**What the exercise asks:** Reply with one number, the count of lines below that contain the string "screenshot".

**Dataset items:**
####

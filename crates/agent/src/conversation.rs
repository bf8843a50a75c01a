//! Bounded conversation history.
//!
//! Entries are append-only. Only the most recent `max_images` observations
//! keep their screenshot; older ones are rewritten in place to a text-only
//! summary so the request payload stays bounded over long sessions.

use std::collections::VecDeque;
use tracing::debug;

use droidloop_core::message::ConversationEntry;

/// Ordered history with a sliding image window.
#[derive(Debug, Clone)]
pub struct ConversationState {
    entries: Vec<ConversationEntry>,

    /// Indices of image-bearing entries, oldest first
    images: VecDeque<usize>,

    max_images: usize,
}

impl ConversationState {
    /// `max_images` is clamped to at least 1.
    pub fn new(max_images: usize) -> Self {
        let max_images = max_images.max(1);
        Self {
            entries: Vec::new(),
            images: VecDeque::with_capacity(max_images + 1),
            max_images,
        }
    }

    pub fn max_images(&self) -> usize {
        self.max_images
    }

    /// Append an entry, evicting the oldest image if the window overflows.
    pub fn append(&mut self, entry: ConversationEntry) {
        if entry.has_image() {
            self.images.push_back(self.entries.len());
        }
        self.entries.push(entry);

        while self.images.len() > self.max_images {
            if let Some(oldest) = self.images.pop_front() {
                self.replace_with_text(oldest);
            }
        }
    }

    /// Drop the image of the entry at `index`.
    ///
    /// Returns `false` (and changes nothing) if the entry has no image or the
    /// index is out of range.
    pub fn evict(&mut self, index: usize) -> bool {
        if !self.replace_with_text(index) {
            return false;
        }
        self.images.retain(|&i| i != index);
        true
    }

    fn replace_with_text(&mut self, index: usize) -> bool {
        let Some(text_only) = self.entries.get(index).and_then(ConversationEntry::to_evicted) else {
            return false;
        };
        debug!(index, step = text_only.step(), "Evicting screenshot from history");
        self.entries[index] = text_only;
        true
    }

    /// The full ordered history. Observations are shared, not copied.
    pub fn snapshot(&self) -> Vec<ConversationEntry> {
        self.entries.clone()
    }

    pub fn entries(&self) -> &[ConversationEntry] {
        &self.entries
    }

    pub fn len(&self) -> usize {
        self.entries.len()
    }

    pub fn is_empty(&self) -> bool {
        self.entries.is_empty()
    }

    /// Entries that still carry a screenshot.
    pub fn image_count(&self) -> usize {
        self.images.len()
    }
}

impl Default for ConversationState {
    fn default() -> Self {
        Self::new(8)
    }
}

####

**Task output:** 3